■ EXERCISE:
Please restate, word for word, the lines below that begin at the one with "filename chatcast-responder/tests/pipeline_tests.rs" and end at the one with "assert_eq!(metrics.tasks_failed, 2);". Leave out all other lines.

■ INFORMATION SUPPLIED:
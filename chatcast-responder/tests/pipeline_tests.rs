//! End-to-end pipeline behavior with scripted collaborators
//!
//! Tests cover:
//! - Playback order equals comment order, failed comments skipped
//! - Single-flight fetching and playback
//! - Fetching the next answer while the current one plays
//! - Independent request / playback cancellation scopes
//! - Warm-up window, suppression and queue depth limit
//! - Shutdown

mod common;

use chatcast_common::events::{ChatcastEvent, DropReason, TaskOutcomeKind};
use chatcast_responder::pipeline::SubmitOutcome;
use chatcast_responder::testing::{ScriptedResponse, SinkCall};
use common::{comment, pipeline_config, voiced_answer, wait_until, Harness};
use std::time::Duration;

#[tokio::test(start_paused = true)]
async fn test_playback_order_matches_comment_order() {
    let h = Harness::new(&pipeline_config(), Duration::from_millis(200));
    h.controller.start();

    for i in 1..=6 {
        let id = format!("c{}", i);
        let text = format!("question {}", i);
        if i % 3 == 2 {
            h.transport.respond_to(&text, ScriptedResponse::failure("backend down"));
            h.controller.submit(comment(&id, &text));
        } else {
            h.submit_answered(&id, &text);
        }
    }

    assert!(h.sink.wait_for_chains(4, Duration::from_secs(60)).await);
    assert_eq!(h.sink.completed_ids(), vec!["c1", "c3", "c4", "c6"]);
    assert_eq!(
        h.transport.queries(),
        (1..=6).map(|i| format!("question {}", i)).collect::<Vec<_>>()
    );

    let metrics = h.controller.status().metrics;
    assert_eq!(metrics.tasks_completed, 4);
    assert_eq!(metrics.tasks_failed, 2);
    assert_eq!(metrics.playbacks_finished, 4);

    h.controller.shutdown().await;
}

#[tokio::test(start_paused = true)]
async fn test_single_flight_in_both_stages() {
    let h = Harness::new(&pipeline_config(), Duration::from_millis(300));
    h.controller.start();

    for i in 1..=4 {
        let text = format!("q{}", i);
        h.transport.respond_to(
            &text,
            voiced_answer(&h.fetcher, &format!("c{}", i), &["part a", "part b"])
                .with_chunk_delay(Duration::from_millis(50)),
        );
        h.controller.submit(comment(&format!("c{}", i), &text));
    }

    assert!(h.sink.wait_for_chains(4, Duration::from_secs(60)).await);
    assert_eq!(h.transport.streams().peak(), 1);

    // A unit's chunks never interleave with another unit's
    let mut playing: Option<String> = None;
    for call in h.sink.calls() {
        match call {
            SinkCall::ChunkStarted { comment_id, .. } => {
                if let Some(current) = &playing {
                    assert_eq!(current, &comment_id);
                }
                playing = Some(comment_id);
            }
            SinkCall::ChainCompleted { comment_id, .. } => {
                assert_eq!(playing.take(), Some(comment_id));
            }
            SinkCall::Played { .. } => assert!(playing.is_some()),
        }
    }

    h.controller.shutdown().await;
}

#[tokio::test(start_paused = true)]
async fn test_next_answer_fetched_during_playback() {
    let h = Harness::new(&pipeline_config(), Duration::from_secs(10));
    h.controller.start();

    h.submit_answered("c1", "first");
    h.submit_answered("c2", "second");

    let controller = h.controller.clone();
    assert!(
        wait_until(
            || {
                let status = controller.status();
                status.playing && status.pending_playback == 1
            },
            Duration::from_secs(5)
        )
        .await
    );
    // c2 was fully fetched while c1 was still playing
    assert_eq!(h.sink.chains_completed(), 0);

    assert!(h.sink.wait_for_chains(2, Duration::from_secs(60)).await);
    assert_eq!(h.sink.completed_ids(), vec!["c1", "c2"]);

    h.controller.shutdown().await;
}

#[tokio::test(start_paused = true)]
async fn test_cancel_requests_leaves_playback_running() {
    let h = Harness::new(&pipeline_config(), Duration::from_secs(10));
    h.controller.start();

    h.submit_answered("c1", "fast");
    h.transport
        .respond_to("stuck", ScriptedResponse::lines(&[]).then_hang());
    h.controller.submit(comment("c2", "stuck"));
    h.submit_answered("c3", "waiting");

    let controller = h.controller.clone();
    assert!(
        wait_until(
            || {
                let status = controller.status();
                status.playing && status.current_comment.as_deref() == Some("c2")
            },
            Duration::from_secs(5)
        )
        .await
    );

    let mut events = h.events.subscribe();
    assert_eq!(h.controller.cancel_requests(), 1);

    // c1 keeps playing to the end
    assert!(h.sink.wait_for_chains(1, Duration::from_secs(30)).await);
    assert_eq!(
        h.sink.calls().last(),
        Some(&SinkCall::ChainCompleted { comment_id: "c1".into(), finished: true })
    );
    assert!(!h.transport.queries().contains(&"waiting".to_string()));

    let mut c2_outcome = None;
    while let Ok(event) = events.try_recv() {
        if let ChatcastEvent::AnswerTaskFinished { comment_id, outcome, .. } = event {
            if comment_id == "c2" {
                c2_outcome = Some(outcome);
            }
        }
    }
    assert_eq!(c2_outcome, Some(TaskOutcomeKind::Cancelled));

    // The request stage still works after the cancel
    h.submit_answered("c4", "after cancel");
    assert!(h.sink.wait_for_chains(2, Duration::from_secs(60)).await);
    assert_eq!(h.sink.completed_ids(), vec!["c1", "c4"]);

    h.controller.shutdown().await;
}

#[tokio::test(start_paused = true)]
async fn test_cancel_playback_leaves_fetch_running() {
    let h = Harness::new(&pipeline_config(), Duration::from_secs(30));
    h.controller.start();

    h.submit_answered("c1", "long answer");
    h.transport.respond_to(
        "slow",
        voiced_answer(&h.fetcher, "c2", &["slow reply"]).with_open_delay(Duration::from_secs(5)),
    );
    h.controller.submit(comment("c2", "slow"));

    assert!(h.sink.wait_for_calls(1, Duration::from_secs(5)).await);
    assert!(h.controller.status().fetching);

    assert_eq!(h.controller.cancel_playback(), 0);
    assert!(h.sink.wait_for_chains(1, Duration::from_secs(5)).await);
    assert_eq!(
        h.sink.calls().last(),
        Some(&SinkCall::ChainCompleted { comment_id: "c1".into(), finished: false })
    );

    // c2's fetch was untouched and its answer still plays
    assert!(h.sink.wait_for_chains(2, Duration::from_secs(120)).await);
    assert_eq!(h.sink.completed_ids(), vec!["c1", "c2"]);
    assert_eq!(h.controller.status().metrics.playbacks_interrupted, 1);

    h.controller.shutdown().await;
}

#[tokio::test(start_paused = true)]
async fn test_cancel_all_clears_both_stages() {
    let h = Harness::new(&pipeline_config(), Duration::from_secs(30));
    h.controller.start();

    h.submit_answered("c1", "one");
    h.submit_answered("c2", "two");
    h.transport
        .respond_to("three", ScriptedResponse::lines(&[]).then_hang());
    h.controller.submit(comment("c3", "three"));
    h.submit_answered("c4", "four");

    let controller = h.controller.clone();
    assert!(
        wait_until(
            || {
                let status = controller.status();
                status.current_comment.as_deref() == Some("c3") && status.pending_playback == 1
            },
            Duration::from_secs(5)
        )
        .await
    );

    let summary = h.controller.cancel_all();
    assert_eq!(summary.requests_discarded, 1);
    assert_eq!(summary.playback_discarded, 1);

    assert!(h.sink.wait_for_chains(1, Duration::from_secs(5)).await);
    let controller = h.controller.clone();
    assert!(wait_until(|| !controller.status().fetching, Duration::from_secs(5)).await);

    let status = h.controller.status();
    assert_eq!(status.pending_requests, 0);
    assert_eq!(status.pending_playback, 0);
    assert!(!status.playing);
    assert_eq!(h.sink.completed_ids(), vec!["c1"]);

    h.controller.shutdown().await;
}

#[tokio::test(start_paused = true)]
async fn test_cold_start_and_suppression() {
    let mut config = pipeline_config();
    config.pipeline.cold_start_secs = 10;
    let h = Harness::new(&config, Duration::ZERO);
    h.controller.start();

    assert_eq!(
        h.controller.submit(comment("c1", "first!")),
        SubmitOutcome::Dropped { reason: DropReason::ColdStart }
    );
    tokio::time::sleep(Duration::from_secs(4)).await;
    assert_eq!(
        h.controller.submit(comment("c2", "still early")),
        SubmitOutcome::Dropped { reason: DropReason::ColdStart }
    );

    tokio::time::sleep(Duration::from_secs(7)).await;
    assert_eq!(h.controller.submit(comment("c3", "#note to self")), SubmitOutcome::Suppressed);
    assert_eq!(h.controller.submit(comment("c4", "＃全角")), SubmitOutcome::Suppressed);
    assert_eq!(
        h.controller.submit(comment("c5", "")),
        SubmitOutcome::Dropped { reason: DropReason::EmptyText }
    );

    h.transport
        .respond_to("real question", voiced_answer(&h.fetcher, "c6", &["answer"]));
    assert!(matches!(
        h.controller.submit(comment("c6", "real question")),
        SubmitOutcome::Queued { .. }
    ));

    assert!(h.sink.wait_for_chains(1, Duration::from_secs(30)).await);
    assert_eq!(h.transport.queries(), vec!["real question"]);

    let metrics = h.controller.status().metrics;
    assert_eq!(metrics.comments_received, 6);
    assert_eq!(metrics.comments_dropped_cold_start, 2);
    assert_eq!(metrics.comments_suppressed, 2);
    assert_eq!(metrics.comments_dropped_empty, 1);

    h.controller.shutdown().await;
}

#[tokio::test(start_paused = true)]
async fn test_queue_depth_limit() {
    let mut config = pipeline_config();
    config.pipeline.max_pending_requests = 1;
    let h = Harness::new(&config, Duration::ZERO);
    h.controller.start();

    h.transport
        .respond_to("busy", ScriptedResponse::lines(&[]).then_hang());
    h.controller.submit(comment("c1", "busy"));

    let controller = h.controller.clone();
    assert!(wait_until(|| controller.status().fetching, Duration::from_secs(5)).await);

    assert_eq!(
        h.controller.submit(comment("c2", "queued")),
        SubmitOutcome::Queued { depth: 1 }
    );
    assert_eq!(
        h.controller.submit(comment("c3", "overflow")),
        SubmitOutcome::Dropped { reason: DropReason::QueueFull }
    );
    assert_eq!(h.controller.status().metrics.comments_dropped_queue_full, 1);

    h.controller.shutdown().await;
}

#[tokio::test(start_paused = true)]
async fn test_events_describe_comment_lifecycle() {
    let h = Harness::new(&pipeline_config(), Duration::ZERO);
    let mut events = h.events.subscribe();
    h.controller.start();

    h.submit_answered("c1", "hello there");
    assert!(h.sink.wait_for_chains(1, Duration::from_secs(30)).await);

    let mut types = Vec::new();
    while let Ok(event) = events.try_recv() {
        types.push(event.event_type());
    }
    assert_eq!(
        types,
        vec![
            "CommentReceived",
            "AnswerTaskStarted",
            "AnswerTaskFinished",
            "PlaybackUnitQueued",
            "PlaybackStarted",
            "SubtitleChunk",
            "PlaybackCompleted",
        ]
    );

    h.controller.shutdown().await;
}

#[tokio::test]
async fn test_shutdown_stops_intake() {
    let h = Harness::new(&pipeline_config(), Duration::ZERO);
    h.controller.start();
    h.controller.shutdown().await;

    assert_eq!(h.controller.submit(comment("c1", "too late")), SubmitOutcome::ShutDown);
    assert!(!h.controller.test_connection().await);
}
==
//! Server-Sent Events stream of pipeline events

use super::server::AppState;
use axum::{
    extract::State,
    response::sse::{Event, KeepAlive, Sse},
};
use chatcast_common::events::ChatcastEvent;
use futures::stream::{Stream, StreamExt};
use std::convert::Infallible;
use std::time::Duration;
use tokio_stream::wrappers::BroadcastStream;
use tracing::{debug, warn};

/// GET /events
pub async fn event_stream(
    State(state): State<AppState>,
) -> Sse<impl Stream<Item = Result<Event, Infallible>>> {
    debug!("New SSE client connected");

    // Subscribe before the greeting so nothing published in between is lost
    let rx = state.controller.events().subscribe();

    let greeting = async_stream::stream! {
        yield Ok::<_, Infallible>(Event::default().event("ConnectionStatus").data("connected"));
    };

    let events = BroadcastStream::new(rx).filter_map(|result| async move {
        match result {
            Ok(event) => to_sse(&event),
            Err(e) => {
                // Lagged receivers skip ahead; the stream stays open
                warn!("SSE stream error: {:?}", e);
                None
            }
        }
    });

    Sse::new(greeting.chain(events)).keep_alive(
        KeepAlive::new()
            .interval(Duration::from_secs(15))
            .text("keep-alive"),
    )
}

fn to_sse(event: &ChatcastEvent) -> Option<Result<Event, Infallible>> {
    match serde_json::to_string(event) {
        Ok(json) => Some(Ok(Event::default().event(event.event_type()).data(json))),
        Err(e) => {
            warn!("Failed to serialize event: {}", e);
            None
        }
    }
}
...
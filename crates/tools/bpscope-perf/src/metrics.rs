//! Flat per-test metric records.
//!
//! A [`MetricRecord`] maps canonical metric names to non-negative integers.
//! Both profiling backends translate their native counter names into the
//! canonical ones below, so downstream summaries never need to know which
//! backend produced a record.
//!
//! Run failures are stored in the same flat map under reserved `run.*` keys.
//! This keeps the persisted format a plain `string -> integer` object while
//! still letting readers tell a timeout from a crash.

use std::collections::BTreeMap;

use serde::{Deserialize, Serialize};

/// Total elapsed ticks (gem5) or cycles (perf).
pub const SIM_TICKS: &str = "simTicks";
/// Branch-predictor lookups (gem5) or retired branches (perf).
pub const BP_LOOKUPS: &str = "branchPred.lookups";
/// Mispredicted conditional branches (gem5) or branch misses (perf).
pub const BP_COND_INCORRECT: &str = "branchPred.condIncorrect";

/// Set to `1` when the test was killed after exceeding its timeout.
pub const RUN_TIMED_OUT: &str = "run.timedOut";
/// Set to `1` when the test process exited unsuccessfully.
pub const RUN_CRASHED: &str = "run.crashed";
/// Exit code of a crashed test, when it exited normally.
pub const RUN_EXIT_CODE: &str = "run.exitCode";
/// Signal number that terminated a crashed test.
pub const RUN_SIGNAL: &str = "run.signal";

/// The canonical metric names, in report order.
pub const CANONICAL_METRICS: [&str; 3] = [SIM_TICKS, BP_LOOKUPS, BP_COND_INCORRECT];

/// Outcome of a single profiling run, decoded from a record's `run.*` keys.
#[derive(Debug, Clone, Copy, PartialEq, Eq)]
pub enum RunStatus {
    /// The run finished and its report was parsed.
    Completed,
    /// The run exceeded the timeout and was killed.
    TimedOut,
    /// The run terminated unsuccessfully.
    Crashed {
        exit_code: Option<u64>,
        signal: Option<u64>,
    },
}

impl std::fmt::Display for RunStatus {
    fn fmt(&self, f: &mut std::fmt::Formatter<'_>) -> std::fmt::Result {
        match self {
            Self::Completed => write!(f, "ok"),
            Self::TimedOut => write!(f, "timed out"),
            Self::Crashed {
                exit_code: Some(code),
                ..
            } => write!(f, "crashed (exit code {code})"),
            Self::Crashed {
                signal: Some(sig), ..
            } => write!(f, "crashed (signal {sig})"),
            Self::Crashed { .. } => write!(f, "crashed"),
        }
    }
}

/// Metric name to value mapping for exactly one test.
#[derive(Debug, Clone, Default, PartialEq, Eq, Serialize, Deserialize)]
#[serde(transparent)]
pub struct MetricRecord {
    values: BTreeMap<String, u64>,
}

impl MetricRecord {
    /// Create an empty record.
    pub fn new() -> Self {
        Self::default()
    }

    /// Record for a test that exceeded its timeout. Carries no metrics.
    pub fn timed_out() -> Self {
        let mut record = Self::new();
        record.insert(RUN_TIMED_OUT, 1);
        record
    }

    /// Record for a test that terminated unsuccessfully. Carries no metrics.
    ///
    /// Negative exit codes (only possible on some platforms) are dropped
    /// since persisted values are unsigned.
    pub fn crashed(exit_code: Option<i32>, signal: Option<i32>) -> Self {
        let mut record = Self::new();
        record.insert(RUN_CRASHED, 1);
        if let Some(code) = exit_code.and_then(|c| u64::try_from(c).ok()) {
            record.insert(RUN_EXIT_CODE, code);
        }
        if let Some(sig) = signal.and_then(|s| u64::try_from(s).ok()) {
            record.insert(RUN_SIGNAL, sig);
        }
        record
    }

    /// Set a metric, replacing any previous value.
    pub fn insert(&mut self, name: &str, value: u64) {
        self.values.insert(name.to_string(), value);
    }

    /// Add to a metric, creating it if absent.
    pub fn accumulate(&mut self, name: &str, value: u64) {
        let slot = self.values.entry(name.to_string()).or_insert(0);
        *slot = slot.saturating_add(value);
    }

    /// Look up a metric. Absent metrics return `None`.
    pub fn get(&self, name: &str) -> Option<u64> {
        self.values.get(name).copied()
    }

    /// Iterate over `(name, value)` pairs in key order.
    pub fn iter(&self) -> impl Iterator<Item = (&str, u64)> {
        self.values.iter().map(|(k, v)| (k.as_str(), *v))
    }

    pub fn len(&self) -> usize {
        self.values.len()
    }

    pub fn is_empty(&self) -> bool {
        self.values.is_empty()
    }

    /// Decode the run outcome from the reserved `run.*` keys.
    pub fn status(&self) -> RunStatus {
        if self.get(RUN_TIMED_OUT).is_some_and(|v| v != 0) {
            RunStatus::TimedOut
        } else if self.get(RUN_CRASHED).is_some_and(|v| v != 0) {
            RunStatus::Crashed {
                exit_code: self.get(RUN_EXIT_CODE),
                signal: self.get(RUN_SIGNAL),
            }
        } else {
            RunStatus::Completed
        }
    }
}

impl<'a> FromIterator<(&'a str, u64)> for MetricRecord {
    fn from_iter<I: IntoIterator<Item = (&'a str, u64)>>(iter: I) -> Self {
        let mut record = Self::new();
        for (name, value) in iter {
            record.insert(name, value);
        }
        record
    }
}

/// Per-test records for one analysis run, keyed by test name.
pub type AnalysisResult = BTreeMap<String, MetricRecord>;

■ SOLUTION:
filename chatcast-responder/tests/pipeline_tests.rs
//! End-to-end pipeline behavior with scripted collaborators
//!
//! Tests cover:
//! - Playback order equals comment order, failed comments skipped
//! - Single-flight fetching and playback
//! - Fetching the next answer while the current one plays
//! - Independent request / playback cancellation scopes
//! - Warm-up window, suppression and queue depth limit
//! - Shutdown

mod common;

use chatcast_common::events::{ChatcastEvent, DropReason, TaskOutcomeKind};
use chatcast_responder::pipeline::SubmitOutcome;
use chatcast_responder::testing::{ScriptedResponse, SinkCall};
use common::{comment, pipeline_config, voiced_answer, wait_until, Harness};
use std::time::Duration;

#[tokio::test(start_paused = true)]
async fn test_playback_order_matches_comment_order() {
    let h = Harness::new(&pipeline_config(), Duration::from_millis(200));
    h.controller.start();

    for i in 1..=6 {
        let id = format!("c{}", i);
        let text = format!("question {}", i);
        if i % 3 == 2 {
            h.transport.respond_to(&text, ScriptedResponse::failure("backend down"));
            h.controller.submit(comment(&id, &text));
        } else {
            h.submit_answered(&id, &text);
        }
    }

    assert!(h.sink.wait_for_chains(4, Duration::from_secs(60)).await);
    assert_eq!(h.sink.completed_ids(), vec!["c1", "c3", "c4", "c6"]);
    assert_eq!(
        h.transport.queries(),
        (1..=6).map(|i| format!("question {}", i)).collect::<Vec<_>>()
    );

    let metrics = h.controller.status().metrics;
    assert_eq!(metrics.tasks_completed, 4);
    assert_eq!(metrics.tasks_failed, 2);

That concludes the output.